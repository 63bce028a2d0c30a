//! Analytics error types
//!
//! Defines the standardized error type for validation, statistics and
//! regression operations.

use thiserror::Error;

/// Result type alias for analytics operations
pub type Result<T> = std::result::Result<T, AnalyticsError>;

/// Errors that can occur while analyzing or forecasting job market data
#[derive(Error, Debug, Clone, PartialEq)]
pub enum AnalyticsError {
    /// Client input failed a validation rule; the message is client-facing
    #[error("{message}")]
    Validation { message: String },

    /// Insufficient data points for the operation
    #[error("insufficient data: need at least {required} points, got {actual}")]
    InsufficientData { required: usize, actual: usize },

    /// Invalid parameter value
    #[error("invalid parameter '{name}': {reason}")]
    InvalidParameter { name: String, reason: String },

    /// Model has not been fitted yet
    #[error("model must be fitted before prediction")]
    NotFitted,

    /// Numerical computation error
    #[error("numerical error: {0}")]
    Numerical(String),
}

impl AnalyticsError {
    /// Shorthand for a validation failure
    pub fn validation(message: impl Into<String>) -> Self {
        Self::Validation {
            message: message.into(),
        }
    }

    /// Whether this error maps to a client-side (400) response
    pub fn is_validation(&self) -> bool {
        matches!(self, Self::Validation { .. })
    }
}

════

• [WORK ORDER]:
Go through the data and copy each line exactly as it reads.

• [SOLVED PROBLEM]:
repository 63bce028a2d0c30a
//! Analytics error types
//!
//! Defines the standardized error type for validation, statistics and
//! regression operations.

use thiserror::Error;

/// Result type alias for analytics operations
pub type Result<T> = std::result::Result<T, AnalyticsError>;

/// Errors that can occur while analyzing or forecasting job market data
#[derive(Error, Debug, Clone, PartialEq)]
pub enum AnalyticsError {
    /// Client input failed a validation rule; the message is client-facing
    #[error("{message}")]
    Validation { message: String },

    /// Insufficient data points for the operation
    #[error("insufficient data: need at least {required} points, got {actual}")]
    InsufficientData { required: usize, actual: usize },

    /// Invalid parameter value
    #[error("invalid parameter '{name}': {reason}")]
    InvalidParameter { name: String, reason: String },

    /// Model has not been fitted yet
    #[error("model must be fitted before prediction")]
    NotFitted,

    /// Numerical computation error
    #[error("numerical error: {0}")]
    Numerical(String),
}

impl AnalyticsError {
    /// Shorthand for a validation failure
    pub fn validation(message: impl Into<String>) -> Self {
        Self::Validation {
            message: message.into(),
        }
    }

    /// Whether this error maps to a client-side (400) response
    pub fn is_validation(&self) -> bool {
        matches!(self, Self::Validation { .. })
    }
}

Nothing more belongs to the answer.